Snapping Out
July 22nd, 2008When you are near-constantly dealing with something like depression, if you are not careful you can just lapse into a sort of life-eating daze in which you may lose weeks at a time. Eventually (hopefully), something snaps you out of it. I’ve had that experience yet again this week and today I’m in a good state of mind, am getting things done, and feel unusually focused.
Part of it has to do, I think, with the introduction of some new ideas. I’m reading a book right now called The Da Vinci Method, which has some problems (mostly related to poor editing), but still manages to have some good ideas in it. On page 109 I found this:
Because the neurotic Da Vinci type, refuses to give his energy completely to his tasks, he becomes inwardly dissociative splitting off islands of this left over psychic energy. These islands of unused psychic energy - stolen from their proper expression - serve as a secret life reserve for that dark hour - the moment of death - in the delusional subconscious plan that one could hoard life and extend it this way. So instead of being fully alive and engaged in their present life the neurotic Da Vinci type will indulge in oversleeping, overeating and over-relaxing (in its various forms, which include sex, alcohol, drugs and procrastination) in order to stave off the fear of death for awhile, by believing he is making deposits into a life extending reserve, but this reserve does not exist.
Punctuation issues aside, this really came through quite clearly as I lain reading it in bed, putting off doing other things (you see where this is going?). It was followed up closely a few pages later on with, “…incompletion in the face of death is a waste of life.”
As cliché as it unfortunately usually comes across as sounding, being reminded of one’s mortality really is a good motivator. That said, it’s not the whole picture. If we only keep our morality in mind and nothing else, about the best we can hope for is a somewhat interesting life that was ultimately lived in some degree of desperation, always fearing the hand coming out of the darkness to pull us away from the light of living. Living in fear is bad. Seriously. Bad bad bad.
Martin Heidegger is quoted as having written, “If I take death into my life, acknowledge it, and face it squarely, I will free myself from the anxiety of death and the pettiness of life - and only then will I be free to become myself.”
Realizing our mortality is only the first step. Facing it fully and coming to terms with it must follow after the realization if we are to cast off the limitations placed on our lives by living in fear of our eventual and necessary end. It isn’t easy to do so, but from what I hear it’s worth the effort. If I eventually manage it, I’ll let the world know about the details.
A closely related matter is essentially a fear of life. This often seems to be the practical realization of the death-fear that handicaps most of us to some degree. We all have our insecurities, things we fear in everyday life. When our self-esteem is low and our self-worth with it, these insecurities can bloom on us like bacteria in overly-fertile waters, making the world around us and the act of living in it seem toxic. They overwhelm us and the whole thing snowballs.

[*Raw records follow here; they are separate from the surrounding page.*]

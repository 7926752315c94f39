//! Common helpers for end-to-end tests.

use crate::view::ReadOptions;

/// Bounds of one combination of the short-iterator sweep.
pub struct Sweep<'a> {
    pub lower: &'a str,
    pub lower_inclusive: bool,
    pub upper: &'a str,
    pub upper_inclusive: bool,
    pub reverse: bool,
}

impl<'a> Sweep<'a> {
    /// Decode combination `k` of the eight gt/gte × lt/lte × reverse choices.
    pub const fn new(lower: &'a str, upper: &'a str, k: u8) -> Self {
        Self {
            lower,
            lower_inclusive: k & 1 == 1,
            upper,
            upper_inclusive: (k >> 1) & 1 == 1,
            reverse: (k >> 2) & 1 == 1,
        }
    }

    pub fn options(&self) -> ReadOptions<'a, str> {
        let options = ReadOptions::new().reverse(self.reverse);
        let options = if self.lower_inclusive {
            options.gte(self.lower)
        } else {
            options.gt(self.lower)
        };
        if self.upper_inclusive {
            options.lte(self.upper)
        } else {
            options.lt(self.upper)
        }
    }

    /// Keys of `reference` inside the bounds, in read order.
    pub fn expected(&self, reference: &[String]) -> Vec<String> {
        let above = |key: &str| {
            if self.lower_inclusive {
                key >= self.lower
            } else {
                key > self.lower
            }
        };
        let below = |key: &str| {
            if self.upper_inclusive {
                key <= self.upper
            } else {
                key < self.upper
            }
        };
        let mut keys: Vec<String> = reference
            .iter()
            .filter(|key| above(key.as_str()) && below(key.as_str()))
            .cloned()
            .collect();
        if self.reverse {
            keys.reverse();
        }
        keys
    }
}

/// The keys `"0"..size` in byte order.
pub fn sorted_reference(size: usize) -> Vec<String> {
    let mut reference: Vec<String> = (0..size).map(|i| i.to_string()).collect();
    reference.sort();
    reference
}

Still, we have to resist the fear, work to neutralize and remove it from our lives. I don’t want to live my life in fear, afraid to open up and let my life happen at full throttle. The greatest of things in life cannot and will not come to us if we perpetually cower in the shadows. I reasonably know that even if I work at this immensely, there will probably always be some fear that remains around the edges, but even so I can’t let that stop me. As humans with a finite existence, we cannot let the fear stop us. We are wasting our time if we do.